Maximilian Rodriguez

I'd probably avoid talking about myself more if I were more sensitive about it all, but I end up being straight forward and honest most of the time. Especially if someone is genuinely curious. However, I also think it's just important to mention more about just how much of an impact art has had on my life and what it's done for me as well as who inspires me or is an important factor into how and why The Art Loft came to be.

Insecure

Insecurity is a very negative and powerful feeling that has a strong hold on me one way or another. There are many things I am insecure about and some of them include:

  • How good my art actually is
  • Who am I to say I can teach how to draw
  • My appearance
  • How good of a person I actually am
  • Am I enough and am I doing enough for myself, family, and friends
  • My terrible social skills
  • The ugly parts of my mental illness' and myself

I could go on and on. I am in general an insecure person with a guilty sense of being throughout these years for just existing sometimes. It's okay though. It's something I've been working and improving on. For instance, something dumb, but I used to be very insecure about my short stature (4"11) but now I embrace it and hope to do similar to the rest of my insecurities.

Hurt

A lot of my art, especially over the past three years since 2019 had been content and art I made as a form of venting and expression of the stressful and complex states I was going through and sometimes could not explain in words. I was hurting a lot throughout high-school. How I am now? I'm very different but still affected by the things that had happened and or continue to happen sometimes. I am in a dull and empty state but I find happiness in cartoons and moments I have with my family and friends who I hold tighter in my heart than I ever have in my life.

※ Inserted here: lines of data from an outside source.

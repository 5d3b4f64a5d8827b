#![forbid(unsafe_code)]

use inquire::{Confirm, Text};
use podex::pod::{self, ExtractOptions, PodError};
use std::path::PathBuf;

fn prompt_err(e: inquire::InquireError) -> PodError {
    PodError::Io(std::io::Error::new(std::io::ErrorKind::Other, e))
}

fn split_filters(s: &str) -> Vec<String> {
    s.split(',')
        .map(|x| x.trim())
        .filter(|x| !x.is_empty())
        .map(|x| x.to_string())
        .collect()
}

pub fn run() -> pod::PodResult<()> {
    println!("POD3 Extract Wizard\n");

    let input = Text::new("Archive file or directory")
        .with_default(".")
        .prompt()
        .map(PathBuf::from)
        .map_err(prompt_err)?;
    if !input.exists() {
        return Err(PodError::Invalid(format!(
            "path does not exist: {}",
            input.display()
        )));
    }

    let recursive = if input.is_dir() {
        Confirm::new("Search subdirectories too?")
            .with_default(false)
            .prompt()
            .map_err(prompt_err)?
    } else {
        false
    };

    let output = Text::new("Output directory")
        .with_default("./extracted")
        .prompt()
        .map(PathBuf::from)
        .map_err(prompt_err)?;

    let filters_raw = Text::new("Filters (comma-separated substrings, optional)")
        .with_default("")
        .prompt()
        .map_err(prompt_err)?;
    let filters = split_filters(&filters_raw);

    println!("\nExtract summary:");
    println!("  input    : {}", input.display());
    println!("  output   : {}", output.display());
    println!("  recursive: {}", recursive);
    println!(
        "  filters  : {}",
        if filters.is_empty() { "<none>".to_string() } else { filters.join(", ") }
    );

    let proceed = Confirm::new("Proceed?")
        .with_default(true)
        .prompt()
        .map_err(prompt_err)?;
    if !proceed {
        return Ok(());
    }

    crate::run_extract(
        &input,
        &output,
        &ExtractOptions {
            filters,
            recursive,
            strict: false,
        },
    )
}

Many days I created vent art of the things I could not express to anyone else or sometimes even to myself. It helped me calm down sometimes and would help me process what was happening at that time. Hurt can be confusing and art helped me make sense of it.

I value my family so much now and will do anything for them. I know there are other people out there who hurt and feel alone. I want to inspire and help others in the way I know how to and if one of those things is teaching someone how to draw then great. I turned to drawing in my times of need and loneliness and would love to help someone learn to draw if they need it for a similar reason.

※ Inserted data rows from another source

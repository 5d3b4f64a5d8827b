#![forbid(unsafe_code)]

mod error;
mod format;
mod io;
mod ops;
mod path;
mod read;

pub use error::{PodError, PodResult};
pub use format::{
    Entry, EntryInfo, Header, ARCHIVE_EXT, ENTRY_SIZE, HEADER_SIZE, MAGIC, NAME_SCAN_LIMIT,
};
pub use io::ByteReader;
pub use path::{
    archive_dir_name, archive_output_dir, is_pod_file, matches_filter, to_host_path,
};
pub use read::{check_ident, decode_entries, decode_header, entry_content, resolve_name, Archive};

pub use ops::{
    entries, extract, extract_archive, extract_bytes, extract_with_progress, find_archives, info,
    list, problems, verify, ArchiveFailure, ArchiveReport, BatchReport, EntryFailure,
    ExtractOptions, ExtractProgress, ExtractStage,
};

As of today, I work under my dad who I love very much and am thankful for. He is a hard working man who has his own struggles himself. He is one of the strongest people I know and look up to. I am determined to do anything to make him happy. He saw I was unhappy and helped me get back up when I was stressing to become an independent adult and gave me some purpose and direction in my life when I needed it most. I will never forget the day he told me something along the lines of things are going to be okay and I don't have to rush becoming an adult or successful cause he's my dad and will always be there for me no matter what. Those words he said to me lightened a heavy weight I held onto for a long time. I still push myself, but my dad has helped me allow myself not to stress as much. He has faith in me as an individual and because of that I now have some faith in myself too. I am very happy to have the best boss in the world also being the best dad I could ever ask for. The Art Loft would not have been possible without my dad and family. 

Everything I do and strive for is for my family and friends. I am proud to say my loved ones inspire my art and what I do and plan to continue doing here at The Art Loft.